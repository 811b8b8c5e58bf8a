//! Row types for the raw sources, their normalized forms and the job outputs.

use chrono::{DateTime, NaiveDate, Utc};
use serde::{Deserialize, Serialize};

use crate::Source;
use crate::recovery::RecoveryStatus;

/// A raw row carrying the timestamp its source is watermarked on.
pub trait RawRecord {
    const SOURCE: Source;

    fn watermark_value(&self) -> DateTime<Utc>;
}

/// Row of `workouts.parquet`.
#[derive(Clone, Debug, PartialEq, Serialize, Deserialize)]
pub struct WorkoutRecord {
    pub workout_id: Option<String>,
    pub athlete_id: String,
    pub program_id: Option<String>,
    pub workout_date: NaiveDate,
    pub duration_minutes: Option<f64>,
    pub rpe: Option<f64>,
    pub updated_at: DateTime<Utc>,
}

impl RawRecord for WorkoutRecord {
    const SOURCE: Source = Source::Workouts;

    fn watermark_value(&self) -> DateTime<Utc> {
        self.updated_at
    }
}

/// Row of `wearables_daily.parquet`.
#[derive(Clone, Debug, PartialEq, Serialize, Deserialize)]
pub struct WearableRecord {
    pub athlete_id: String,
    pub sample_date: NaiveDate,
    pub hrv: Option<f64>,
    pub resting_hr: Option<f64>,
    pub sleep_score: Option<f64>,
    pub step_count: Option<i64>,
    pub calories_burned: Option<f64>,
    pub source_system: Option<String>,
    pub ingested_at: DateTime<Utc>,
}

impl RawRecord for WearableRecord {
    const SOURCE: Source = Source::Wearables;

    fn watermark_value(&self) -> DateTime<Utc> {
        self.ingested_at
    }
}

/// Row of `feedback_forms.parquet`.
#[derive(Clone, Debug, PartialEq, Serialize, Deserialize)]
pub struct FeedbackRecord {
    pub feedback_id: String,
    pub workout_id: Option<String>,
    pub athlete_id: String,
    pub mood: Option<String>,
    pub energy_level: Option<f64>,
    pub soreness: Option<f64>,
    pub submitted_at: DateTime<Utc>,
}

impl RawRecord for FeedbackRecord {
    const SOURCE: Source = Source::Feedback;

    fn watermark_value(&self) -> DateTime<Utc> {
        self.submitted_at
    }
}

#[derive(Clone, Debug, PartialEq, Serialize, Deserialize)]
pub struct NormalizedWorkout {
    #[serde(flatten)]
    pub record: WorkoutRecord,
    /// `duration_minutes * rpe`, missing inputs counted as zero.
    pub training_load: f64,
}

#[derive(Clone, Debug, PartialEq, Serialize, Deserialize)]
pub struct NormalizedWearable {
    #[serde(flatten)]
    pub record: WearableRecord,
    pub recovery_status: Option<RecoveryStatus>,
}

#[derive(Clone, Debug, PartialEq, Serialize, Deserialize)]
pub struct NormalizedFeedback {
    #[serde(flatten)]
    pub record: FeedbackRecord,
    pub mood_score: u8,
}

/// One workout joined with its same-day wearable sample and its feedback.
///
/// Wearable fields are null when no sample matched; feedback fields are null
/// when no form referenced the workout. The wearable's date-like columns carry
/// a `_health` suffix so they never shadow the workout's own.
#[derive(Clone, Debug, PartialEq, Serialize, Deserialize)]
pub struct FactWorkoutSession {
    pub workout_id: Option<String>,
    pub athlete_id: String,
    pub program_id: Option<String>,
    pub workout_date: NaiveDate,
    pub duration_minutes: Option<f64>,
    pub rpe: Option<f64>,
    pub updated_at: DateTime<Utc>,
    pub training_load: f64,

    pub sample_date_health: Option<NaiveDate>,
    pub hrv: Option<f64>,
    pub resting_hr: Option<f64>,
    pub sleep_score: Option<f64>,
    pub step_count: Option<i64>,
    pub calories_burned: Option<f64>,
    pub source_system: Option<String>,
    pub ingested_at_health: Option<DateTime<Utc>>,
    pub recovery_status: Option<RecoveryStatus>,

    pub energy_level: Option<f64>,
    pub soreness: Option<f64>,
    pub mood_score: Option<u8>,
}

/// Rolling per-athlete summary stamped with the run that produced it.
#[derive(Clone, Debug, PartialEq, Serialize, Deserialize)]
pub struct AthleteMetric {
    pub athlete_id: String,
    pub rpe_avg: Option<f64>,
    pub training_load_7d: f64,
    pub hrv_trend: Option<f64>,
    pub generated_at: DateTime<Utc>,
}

§ What you are asked to do: Line by line, print the listing above exactly.

§ Task output:
repository 811b8b8c5e58bf8a
//! Row types for the raw sources, their normalized forms and the job outputs.

use chrono::{DateTime, NaiveDate, Utc};
use serde::{Deserialize, Serialize};

use crate::Source;
use crate::recovery::RecoveryStatus;

/// A raw row carrying the timestamp its source is watermarked on.
pub trait RawRecord {
    const SOURCE: Source;

    fn watermark_value(&self) -> DateTime<Utc>;
}

/// Row of `workouts.parquet`.
#[derive(Clone, Debug, PartialEq, Serialize, Deserialize)]
pub struct WorkoutRecord {
    pub workout_id: Option<String>,
    pub athlete_id: String,
    pub program_id: Option<String>,
    pub workout_date: NaiveDate,
    pub duration_minutes: Option<f64>,
    pub rpe: Option<f64>,
    pub updated_at: DateTime<Utc>,
}

impl RawRecord for WorkoutRecord {
    const SOURCE: Source = Source::Workouts;

    fn watermark_value(&self) -> DateTime<Utc> {
        self.updated_at
    }
}

/// Row of `wearables_daily.parquet`.
#[derive(Clone, Debug, PartialEq, Serialize, Deserialize)]
pub struct WearableRecord {
    pub athlete_id: String,
    pub sample_date: NaiveDate,
    pub hrv: Option<f64>,
    pub resting_hr: Option<f64>,
    pub sleep_score: Option<f64>,
    pub step_count: Option<i64>,
    pub calories_burned: Option<f64>,
    pub source_system: Option<String>,
    pub ingested_at: DateTime<Utc>,
}

impl RawRecord for WearableRecord {
    const SOURCE: Source = Source::Wearables;

    fn watermark_value(&self) -> DateTime<Utc> {
        self.ingested_at
    }
}

/// Row of `feedback_forms.parquet`.
#[derive(Clone, Debug, PartialEq, Serialize, Deserialize)]
pub struct FeedbackRecord {
    pub feedback_id: String,
    pub workout_id: Option<String>,
    pub athlete_id: String,
    pub mood: Option<String>,
    pub energy_level: Option<f64>,
    pub soreness: Option<f64>,
    pub submitted_at: DateTime<Utc>,
}

impl RawRecord for FeedbackRecord {
    const SOURCE: Source = Source::Feedback;

    fn watermark_value(&self) -> DateTime<Utc> {
        self.submitted_at
    }
}

#[derive(Clone, Debug, PartialEq, Serialize, Deserialize)]
pub struct NormalizedWorkout {
    #[serde(flatten)]
    pub record: WorkoutRecord,
    /// `duration_minutes * rpe`, missing inputs counted as zero.
    pub training_load: f64,
}

#[derive(Clone, Debug, PartialEq, Serialize, Deserialize)]
pub struct NormalizedWearable {
    #[serde(flatten)]
    pub record: WearableRecord,
    pub recovery_status: Option<RecoveryStatus>,
}

#[derive(Clone, Debug, PartialEq, Serialize, Deserialize)]
pub struct NormalizedFeedback {
    #[serde(flatten)]
    pub record: FeedbackRecord,
    pub mood_score: u8,
}

/// One workout joined with its same-day wearable sample and its feedback.
///
/// Wearable fields are null when no sample matched; feedback fields are null
/// when no form referenced the workout. The wearable's date-like columns carry
/// a `_health` suffix so they never shadow the workout's own.
#[derive(Clone, Debug, PartialEq, Serialize, Deserialize)]
pub struct FactWorkoutSession {
    pub workout_id: Option<String>,
    pub athlete_id: String,
    pub program_id: Option<String>,
    pub workout_date: NaiveDate,
    pub duration_minutes: Option<f64>,
    pub rpe: Option<f64>,
    pub updated_at: DateTime<Utc>,
    pub training_load: f64,

    pub sample_date_health: Option<NaiveDate>,
    pub hrv: Option<f64>,
    pub resting_hr: Option<f64>,
    pub sleep_score: Option<f64>,
    pub step_count: Option<i64>,
    pub calories_burned: Option<f64>,
    pub source_system: Option<String>,
    pub ingested_at_health: Option<DateTime<Utc>>,
    pub recovery_status: Option<RecoveryStatus>,

    pub energy_level: Option<f64>,
    pub soreness: Option<f64>,
    pub mood_score: Option<u8>,
}

/// Rolling per-athlete summary stamped with the run that produced it.
#[derive(Clone, Debug, PartialEq, Serialize, Deserialize)]
pub struct AthleteMetric {
    pub athlete_id: String,
    pub rpe_avg: Option<f64>,
    pub training_load_7d: f64,
    pub hrv_trend: Option<f64>,
    pub generated_at: DateTime<Utc>,
}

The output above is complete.